1

I'm implementing a deferred refinement operation for my numerical static analysis framework, specifically, integers and longs. For reference, int (and smaller) can be compared directly, no need for a cmp operation. However, I have noticed that the bytecode generated (at least for Java 11 targeting 1.8) for binary comparisons flips the comparison operation. For example, the source code may have if (i < j)... which is converted to a bytecode comparison of if_icmpge. For long types, the story is similar, but instead the comparison is punted to lcmp and simply use ifge to compare the result.

I suspect this is a cheap optimization but I would like to confirm. For example, by negating the condition, the false branch is now under a conditional jump instead of the true branch.

But the main question is: can I rely on this behavior of the compiler? If I'm given a conditional jump instruction with >= as the operator, can I always refine my abstract domain under the premise that the true branch is <?

Short aside: I'll be happy if someone can answer the behavior question. In writing this, I'm not sure it matters for me.

Edit

I seem to do this every time I'm in this section of the code base I'm working on.

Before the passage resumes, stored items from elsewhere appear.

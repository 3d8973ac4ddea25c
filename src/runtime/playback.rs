//! Keeps a driver loop and a wall-clock loop running on a spawner.
//!
//! Session controls are forwarded to the [`PlaybackDriver`]; whenever a control
//! leaves playback running, the runtime makes sure exactly one driver loop is
//! alive to service it.

use std::sync::atomic::{AtomicBool, Ordering};
use std::sync::Arc;

use tracing::debug;

use crate::core::driver::{DriverSnapshot, PlaybackDriver};
use crate::core::error::PlaybackError;
use crate::core::processor::GenerationProcessor;
use crate::util::clock::now_ms_u64;

use super::tokio_spawner::Spawn;

/// Owns the background loops for one driver.
pub struct PlaybackRuntime<P, S>
where
    P: GenerationProcessor,
    S: Spawn,
{
    driver: PlaybackDriver<P>,
    spawner: S,
    loop_active: Arc<AtomicBool>,
    clock_active: Arc<AtomicBool>,
}

impl<P, S> PlaybackRuntime<P, S>
where
    P: GenerationProcessor,
    S: Spawn,
{
    /// Wrap a driver; no loops run until a session starts.
    pub fn new(driver: PlaybackDriver<P>, spawner: S) -> Self {
        Self {
            driver,
            spawner,
            loop_active: Arc::new(AtomicBool::new(false)),
            clock_active: Arc::new(AtomicBool::new(false)),
        }
    }

    /// The driven session.
    pub const fn driver(&self) -> &PlaybackDriver<P> {
        &self.driver
    }

    /// Current session snapshot.
    #[must_use]
    pub fn snapshot(&self) -> DriverSnapshot {
        self.driver.snapshot()
    }

    /// Whether a driver loop is currently spawned.
    #[must_use]
    pub fn is_loop_active(&self) -> bool {
        self.loop_active.load(Ordering::Acquire)
    }

    /// Load a new image anchored at the current system time and start playing.
    pub async fn start_session(&self) {
        self.driver.start_session(now_ms_u64()).await;
        self.ensure_clock();
        self.ensure_loop();
    }

    /// Return to the first frame.
    ///
    /// # Errors
    ///
    /// Returns `PlaybackError::NoSession` when no image is loaded.
    pub async fn reset(&self, auto_play: bool) -> Result<(), PlaybackError> {
        self.driver.reset(auto_play).await?;
        self.ensure_loop();
        Ok(())
    }

    /// Toggle playback; returns whether playback is now running.
    ///
    /// # Errors
    ///
    /// Returns `PlaybackError::NoSession` when no image is loaded.
    pub async fn play_pause(&self) -> Result<bool, PlaybackError> {
        let playing = self.driver.play_pause().await?;
        self.ensure_loop();
        Ok(playing)
    }

    /// Close the session; both loops wind down on their own.
    pub fn end_session(&self) {
        self.driver.end_session();
    }

    /// Spawn the driver loop if playback is running and no loop is alive.
    pub fn ensure_loop(&self) {
        if !self.driver.is_playing() {
            return;
        }
        if self.loop_active.swap(true, Ordering::AcqRel) {
            return;
        }
        let driver = self.driver.clone();
        let active = Arc::clone(&self.loop_active);
        debug!("spawning driver loop");
        self.spawner.spawn(async move {
            loop {
                driver.run().await;
                active.store(false, Ordering::Release);
                // A resume may have landed between the loop exiting and the flag clearing.
                if !driver.is_playing() || active.swap(true, Ordering::AcqRel) {
                    break;
                }
            }
        });
    }

    fn ensure_clock(&self) {
        if self.clock_active.swap(true, Ordering::AcqRel) {
            return;
        }
        let driver = self.driver.clone();
        let active = Arc::clone(&self.clock_active);
        self.spawner.spawn(async move {
            loop {
                driver.run_wall_clock(now_ms_u64).await;
                active.store(false, Ordering::Release);
                if !driver.snapshot().has_session || active.swap(true, Ordering::AcqRel) {
                    break;
                }
            }
        });
    }
}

The refinement must attach to the actual condition and not flip. Since, for example, the if_icmpge from the accepted answer is associated with a "branch out" block, the refinement should associate with the "branch out" values (e.g., no flip). Conversely, the "fall through" will be computed by "rotating" the comparison to its source original value.

Edit 2

I'm developing a numerical abstract interpretation framework, currently using intervals, zones, and a predicate based abstract domains. As such, what happens at runtime is does not particularly concern me.

(There's a lot to this and I'm undoubtedly leaving out details. I don't want the question to evolve into an introduction to data-flow static analysis.)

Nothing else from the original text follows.